Where do we go next? The logarithm is the inverse operation for the exponential. So for this problem, we need to take the log of base 1.05 of each side. On the left, we get:

\log_{1.05}(1.05^x)=x.

On the right, after using change of base, we get

\log_{1.05}4=\frac{\log 4}{\log 1.05}\approx 28.41.

Therefore, x\approx 28.41.

If we check our work and plug in 28.41 for x back into our original equation, we get y=3\times 1.05^{28.41}\approx 12.

Let us try a few examples.

Let’s try one together…

Solve for t when y=30: y=7\times 1.17^t.
Answer: t=9.269

Let’s try one together…

Solve for t when y=200: y=15\times 1.04^t.
Answer: t=66.043

Exponential Growth[3]

We now take a look at what the exponential means. Suppose that we have the equation y=3\times 1.06^t. This can be rewritten as y=3\times (1+.06)^t. When we add something to 1, then the quantity is increasing by that amount as a percentage. For example, in our equation we can see that we have 1+.06 which means that the quantity is growing by .06 or 6\% per year (or time period.) A larger value means faster growth and vice versa.

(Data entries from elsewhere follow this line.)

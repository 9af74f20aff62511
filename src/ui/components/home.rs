use ratatui::buffer::Buffer;
use ratatui::layout::{Alignment, Constraint, Direction, Layout, Rect};
use ratatui::style::{Modifier, Style};
use ratatui::text::{Line, Span};
use ratatui::widgets::{Block, Paragraph, Widget};

use crate::config::QuizConfig;
use crate::stats::Stats;
use crate::ui::theme::Theme;

/// Rows on the home screen: question count, difficulty, start.
pub const HOME_ROWS: usize = 3;
pub const ROW_QUESTION_COUNT: usize = 0;
pub const ROW_DIFFICULTY: usize = 1;
pub const ROW_START: usize = 2;

pub struct HomeView<'a> {
    pub config: &'a QuizConfig,
    pub stats: &'a Stats,
    pub selected: usize,
    pub has_last_result: bool,
    pub theme: &'a Theme,
}

impl Widget for HomeView<'_> {
    fn render(self, area: Rect, buf: &mut Buffer) {
        let colors = &self.theme.colors;

        let block = Block::bordered()
            .border_style(Style::default().fg(colors.border()))
            .style(Style::default().bg(colors.bg()));
        let inner = block.inner(area);
        block.render(area, buf);

        let layout = Layout::default()
            .direction(Direction::Vertical)
            .constraints([
                Constraint::Length(4),
                Constraint::Length(3),
                Constraint::Length(9),
                Constraint::Length(2),
                Constraint::Min(0),
            ])
            .split(inner);

        let title_lines = vec![
            Line::from(""),
            Line::from(Span::styled(
                "quizzed",
                Style::default()
                    .fg(colors.accent())
                    .add_modifier(Modifier::BOLD),
            )),
            Line::from(Span::styled(
                "Ready to test your knowledge?",
                Style::default().fg(colors.fg()),
            )),
        ];
        Paragraph::new(title_lines)
            .alignment(Alignment::Center)
            .render(layout[0], buf);

        if self.stats.high_score > 0 || self.stats.total_quizzes > 0 {
            let accuracy = (self.stats.high_score as f64 / self.config.question_count as f64
                * 100.0)
                .min(100.0);
            let stats_line = Line::from(vec![
                Span::styled("Best Score ", Style::default().fg(colors.text_dim())),
                Span::styled(
                    self.stats.high_score.to_string(),
                    Style::default()
                        .fg(colors.success())
                        .add_modifier(Modifier::BOLD),
                ),
                Span::styled("   Quizzes Taken ", Style::default().fg(colors.text_dim())),
                Span::styled(
                    self.stats.total_quizzes.to_string(),
                    Style::default()
                        .fg(colors.accent())
                        .add_modifier(Modifier::BOLD),
                ),
                Span::styled("   Best Accuracy ", Style::default().fg(colors.text_dim())),
                Span::styled(
                    format!("{accuracy:.0}%"),
                    Style::default()
                        .fg(colors.warning())
                        .add_modifier(Modifier::BOLD),
                ),
            ]);
            Paragraph::new(vec![Line::from(""), stats_line])
                .alignment(Alignment::Center)
                .render(layout[1], buf);
        }

        let rows: [(String, String); 2] = [
            (
                "Number of Questions".to_string(),
                format!("{} Questions", self.config.question_count),
            ),
            (
                "Difficulty Level".to_string(),
                self.config.difficulty.label().to_string(),
            ),
        ];

        let field_layout = Layout::default()
            .direction(Direction::Vertical)
            .constraints([
                Constraint::Length(3),
                Constraint::Length(3),
                Constraint::Length(3),
            ])
            .split(layout[2]);

        for (i, (label, value)) in rows.iter().enumerate() {
            let is_selected = i == self.selected;
            let indicator = if is_selected { " > " } else { "   " };

            let label_style = Style::default()
                .fg(if is_selected { colors.accent() } else { colors.fg() })
                .add_modifier(if is_selected {
                    Modifier::BOLD
                } else {
                    Modifier::empty()
                });
            let value_style = Style::default().fg(if is_selected {
                colors.fg()
            } else {
                colors.text_dim()
            });

            let lines = vec![
                Line::from(Span::styled(format!("{indicator}{label}:"), label_style)),
                Line::from(Span::styled(format!("     < {value} >"), value_style)),
            ];
            Paragraph::new(lines).render(field_layout[i], buf);
        }

        let start_selected = self.selected == ROW_START;
        let start_indicator = if start_selected { " > " } else { "   " };
        let start_style = Style::default()
            .fg(if start_selected {
                colors.selection_fg()
            } else {
                colors.accent()
            })
            .bg(if start_selected {
                colors.selection_bg()
            } else {
                colors.bg()
            })
            .add_modifier(Modifier::BOLD);
        Paragraph::new(Line::from(Span::styled(
            format!("{start_indicator}[ Start Quiz ]"),
            start_style,
        )))
        .render(field_layout[2], buf);

        let preview = format!(
            "{} questions, {} min estimated, {}",
            self.config.question_count,
            self.config.question_count as f64 * 0.5,
            self.config.difficulty.label()
        );
        Paragraph::new(Line::from(Span::styled(
            preview,
            Style::default().fg(colors.text_dim()),
        )))
        .alignment(Alignment::Center)
        .render(layout[3], buf);

        let mut hints = vec![Span::styled(
            "  [Enter] Start  [Up/Down] Field  [Left/Right] Change",
            Style::default().fg(colors.text_dim()),
        )];
        if self.has_last_result {
            hints.push(Span::styled(
                "  [r] Last results",
                Style::default().fg(colors.text_dim()),
            ));
        }
        hints.push(Span::styled(
            "  [q] Quit",
            Style::default().fg(colors.text_dim()),
        ));
        Paragraph::new(Line::from(hints)).render(layout[4], buf);
    }
}
use crate::store::{HIGH_SCORE_KEY, KvStore, TOTAL_QUIZZES_KEY};

/// Career counters, persisted as stringified integers under `highScore` and
/// `totalQuizzes`. Both only ever go up.
#[derive(Clone, Copy, Debug, Default, PartialEq, Eq)]
pub struct Stats {
    pub high_score: u32,
    pub total_quizzes: u32,
}

impl Stats {
    pub fn load(store: &impl KvStore) -> Self {
        Self {
            high_score: read_counter(store, HIGH_SCORE_KEY),
            total_quizzes: read_counter(store, TOTAL_QUIZZES_KEY),
        }
    }

    /// Counted the moment a session starts, before its outcome is known, so
    /// an abandoned or crashed session still shows up in the tally. A failed
    /// write must not block the quiz.
    pub fn record_session_start(&mut self, store: &impl KvStore) {
        self.total_quizzes += 1;
        let _ = store.set(TOTAL_QUIZZES_KEY, &self.total_quizzes.to_string());
    }

    /// Returns true when `final_score` sets a new high score. The flag is
    /// display-only.
    pub fn accept_result(&mut self, store: &impl KvStore, final_score: u32) -> bool {
        if final_score > self.high_score {
            self.high_score = final_score;
            let _ = store.set(HIGH_SCORE_KEY, &self.high_score.to_string());
            return true;
        }
        false
    }
}

fn read_counter(store: &impl KvStore, key: &str) -> u32 {
    store
        .get(key)
        .and_then(|raw| raw.trim().parse().ok())
        .unwrap_or(0)
}

#[cfg(test)]
mod tests {
    use super::*;
    use crate::store::json_store::JsonStore;
    use tempfile::TempDir;

    fn make_test_store() -> (TempDir, JsonStore) {
        let dir = TempDir::new().unwrap();
        let store = JsonStore::with_base_dir(dir.path().to_path_buf()).unwrap();
        (dir, store)
    }

    #[test]
    fn test_fresh_store_loads_zeroes() {
        let (_dir, store) = make_test_store();
        assert_eq!(Stats::load(&store), Stats::default());
    }

    #[test]
    fn test_session_start_increments_and_persists() {
        let (_dir, store) = make_test_store();
        let mut stats = Stats::load(&store);
        stats.record_session_start(&store);
        stats.record_session_start(&store);
        assert_eq!(stats.total_quizzes, 2);
        assert_eq!(store.get(TOTAL_QUIZZES_KEY).as_deref(), Some("2"));
        assert_eq!(Stats::load(&store).total_quizzes, 2);
    }

    #[test]
    fn test_accept_result_updates_high_score_once_beaten() {
        let (_dir, store) = make_test_store();
        let mut stats = Stats::load(&store);

        assert!(stats.accept_result(&store, 4));
        assert_eq!(store.get(HIGH_SCORE_KEY).as_deref(), Some("4"));

        // Matching the record is not a new record.
        assert!(!stats.accept_result(&store, 4));
        assert!(!stats.accept_result(&store, 2));
        assert_eq!(stats.high_score, 4);

        assert!(stats.accept_result(&store, 9));
        assert_eq!(Stats::load(&store).high_score, 9);
    }

    #[test]
    fn test_garbage_counter_values_read_as_zero() {
        let (_dir, store) = make_test_store();
        store.set(HIGH_SCORE_KEY, "not a number").unwrap();
        assert_eq!(Stats::load(&store).high_score, 0);
    }
}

We will see shortly once we start the financial math that this is where the interest rate will come into play.

If the value is less than 1, then we have decay. For example, if we have y=3\times 0.9^t then each year we only have 0.9 or 90% of what we had the previous year. This means that our quantity is decreasing by 1-0.9 or 0.1 or 10\% each year (or time period.)

We will not use this very often (if ever) in this class.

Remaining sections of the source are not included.